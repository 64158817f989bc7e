use serde::{Deserialize, Serialize};

/// Aggregate throughput counters for the whole link.
#[derive(Debug, Clone, Copy, Default, PartialEq, Serialize, Deserialize)]
pub struct NetworkStats {
    /// Interface upload rate in KB/s.
    pub sent: f64,
    /// Interface download rate in KB/s.
    pub recv: f64,
}

/// Headline figures shown on the overview screen.
#[derive(Debug, Clone, Default, PartialEq, Serialize, Deserialize)]
pub struct StatusSnapshot {
    pub total_clients: u64,
    pub network_stats: NetworkStats,
    /// Configured total bandwidth cap in Mbps.
    pub total_bandwidth: f64,
}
+--
The answer must be every line from the records above that contains the word "Deserialize", copied out.

* [Solution for this exercise]
use serde::{Deserialize, Serialize};
#[derive(Debug, Clone, Copy, Default, PartialEq, Serialize, Deserialize)]
#[derive(Debug, Clone, Default, PartialEq, Serialize, Deserialize)]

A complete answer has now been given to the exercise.